October 23, 2018 / 1:03 PM / in 23 days

Itália e bancos do país são um risco, mas não há necessidade de pânico, diz chefe de fundo de regaste da UE

LUXEMBURGO (Reuters) - O diretor-executivo do fundo de resgate da zona do euro disse nesta terça-feira que os planos orçamentários da Itália são um risco que preocupam os bancos domésticos, mas alertou contra o pânico porque o contágio a outros países ainda era “muito limitado”.

Diretor-executivo do fundo de resgate da UE, Klaus Regling, durante coletiva de imprensa 02/11/2017 REUTERS/Yiannis Kourtoglou

O plano de orçamento da Itália para 2019 prevê um déficit de 2,4 por cento do Produto Interno Bruto (PIB), que está muito acima dos compromissos assumidos pelo governo anterior e arrisca aumentar a enorme dívida pública do país, violando as regras fiscais da União Europeia.

“Há um risco com a Itália. Estamos preocupados com a Itália porque os planos orçamentários não são compatíveis com o quadro fiscal da UE”, disse Klaus Regling em uma coletiva de imprensa em Luxemburgo.

Seus comentários foram feitos horas antes de a Comissão Europeia discutir os próximos passos de uma decisão que pode levar a uma rejeição sem precedentes do plano orçamentário italiano e, a longo prazo, a multas.
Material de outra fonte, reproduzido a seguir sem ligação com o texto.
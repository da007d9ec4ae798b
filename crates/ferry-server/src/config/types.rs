/*
 *  Copyright 2025-2026 Colliery Software
 *
 *  Licensed under the Apache License, Version 2.0 (the "License");
 *  you may not use this file except in compliance with the License.
 *  You may obtain a copy of the License at
 *
 *      http://www.apache.org/licenses/LICENSE-2.0
 *
 *  Unless required by applicable law or agreed to in writing, software
 *  distributed under the License is distributed on an "AS IS" BASIS,
 *  WITHOUT WARRANTIES OR CONDITIONS OF ANY KIND, either express or implied.
 *  See the License for the specific language governing permissions and
 *  limitations under the License.
 */

use ferry::{DispatcherConfig, JanitorConfig, RelayConfig};
use serde::{Deserialize, Serialize};
use std::time::Duration;

/// Top-level server configuration. Every section and field is optional in
/// the file; missing values take the defaults below.
#[derive(Debug, Clone, Default, Serialize, Deserialize)]
#[serde(default)]
pub struct FerryConfig {
    pub database: DatabaseConfig,
    pub server: ServerConfig,
    pub relay: RelaySettings,
    pub janitor: JanitorSettings,
}

#[derive(Debug, Clone, Serialize, Deserialize)]
#[serde(default)]
pub struct DatabaseConfig {
    /// SQLite file path or `sqlite://` URL.
    pub url: String,
}

#[derive(Debug, Clone, Serialize, Deserialize)]
#[serde(default)]
pub struct ServerConfig {
    pub bind_address: String,
    /// Base URL workers use to reach this server; dereference links are
    /// built from it.
    pub public_url: String,
    /// Origins allowed by CORS. `*` allows any origin.
    pub allowed_origins: Vec<String>,
    pub json_logs: bool,
}

#[derive(Debug, Clone, Serialize, Deserialize)]
#[serde(default)]
pub struct RelaySettings {
    /// Categories provisioned at startup, in addition to those already in
    /// the store.
    pub categories: Vec<String>,
    pub callback_timeout_secs: u64,
    pub callback_backoff_secs: u64,
    pub callback_max_retries: u32,
    pub event_capacity: usize,
}

#[derive(Debug, Clone, Serialize, Deserialize)]
#[serde(default)]
pub struct JanitorSettings {
    pub maintenance_interval_secs: u64,
    pub stale_lock_secs: u64,
    pub request_timeout_secs: u64,
    pub retention_interval_secs: u64,
    pub retention_days: u64,
    #[serde(skip_serializing_if = "Option::is_none")]
    pub expire_after_secs: Option<u64>,
}

impl Default for DatabaseConfig {
    fn default() -> Self {
        Self {
            url: "ferry.db".to_string(),
        }
    }
}

impl Default for ServerConfig {
    fn default() -> Self {
        Self {
            bind_address: "0.0.0.0:5000".to_string(),
            public_url: "http://127.0.0.1:5000".to_string(),
            allowed_origins: vec!["http://localhost:5001".to_string()],
            json_logs: false,
        }
    }
}

impl Default for RelaySettings {
    fn default() -> Self {
        Self {
            categories: vec![
                "logincheckrequest".to_string(),
                "connectioncheck".to_string(),
            ],
            callback_timeout_secs: 5,
            callback_backoff_secs: 2,
            callback_max_retries: 3,
            event_capacity: 256,
        }
    }
}

impl Default for JanitorSettings {
    fn default() -> Self {
        Self {
            maintenance_interval_secs: 60,
            stale_lock_secs: 5 * 60,
            request_timeout_secs: 10 * 60,
            retention_interval_secs: 24 * 60 * 60,
            retention_days: 30,
            expire_after_secs: None,
        }
    }
}

impl FerryConfig {
    pub fn relay_config(&self) -> RelayConfig {
        RelayConfig::builder()
            .public_url(self.server.public_url.clone())
            .event_capacity(self.relay.event_capacity)
            .build()
    }

    pub fn dispatcher_config(&self) -> DispatcherConfig {
        DispatcherConfig::builder()
            .request_timeout(Duration::from_secs(self.relay.callback_timeout_secs))
            .backoff(Duration::from_secs(self.relay.callback_backoff_secs))
            .max_retries(self.relay.callback_max_retries)
            .build()
    }

    pub fn janitor_config(&self) -> JanitorConfig {
        let janitor = &self.janitor;
        JanitorConfig::builder()
            .maintenance_interval(Duration::from_secs(janitor.maintenance_interval_secs))
            .stale_lock_after(Duration::from_secs(janitor.stale_lock_secs))
            .request_timeout(Duration::from_secs(janitor.request_timeout_secs))
            .retention_interval(Duration::from_secs(janitor.retention_interval_secs))
            .retention(Duration::from_secs(
                janitor.retention_days.saturating_mul(24 * 60 * 60),
            ))
            .expire_after(janitor.expire_after_secs.map(Duration::from_secs))
            .build()
    }
}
Regling, que chefia o fundo de resgate do ESM (Mecanismo de Estabilidade Europeu), com sede no Luxemburgo, destacou que os problemas de dívida da Itália são diferentes dos da Grécia, que precisou de três resgates da zona do euro na última década.

“Não se deve entrar em pânico”, disse Regling, listando as diferenças entre a atual situação da Itália e a longa crise da Grécia.

Ele disse que os fundamentos da Itália eram muito mais sólidos, pois o país tinha apenas um déficit nominal limitado e um superávit em conta corrente, acrescentando que sua dívida tinha uma maturidade média relativamente longa que ajudava a proteger o país da pressão do mercado.

Regling alertou, no entanto, sobre os riscos enfrentados pelo setor bancário italiano, devido aos rendimentos mais elevados da dívida pública, que reduzem o valor das grandes reservas de títulos italianos e podem forçar novas recapitalizações.

Embora os problemas de dívida da Itália já tenham se espalhado pelo sistema bancário doméstico, Regling disse que até agora houve “um contágio muito limitado” para outros países da zona do euro.

Ele acrescentou que “um ou dois” bancos gregos sofreram devido ao contágio da Itália, mas disse que seus problemas também foram causados ​​por níveis muito altos de inadimplência. Ele não nomeou as instituições.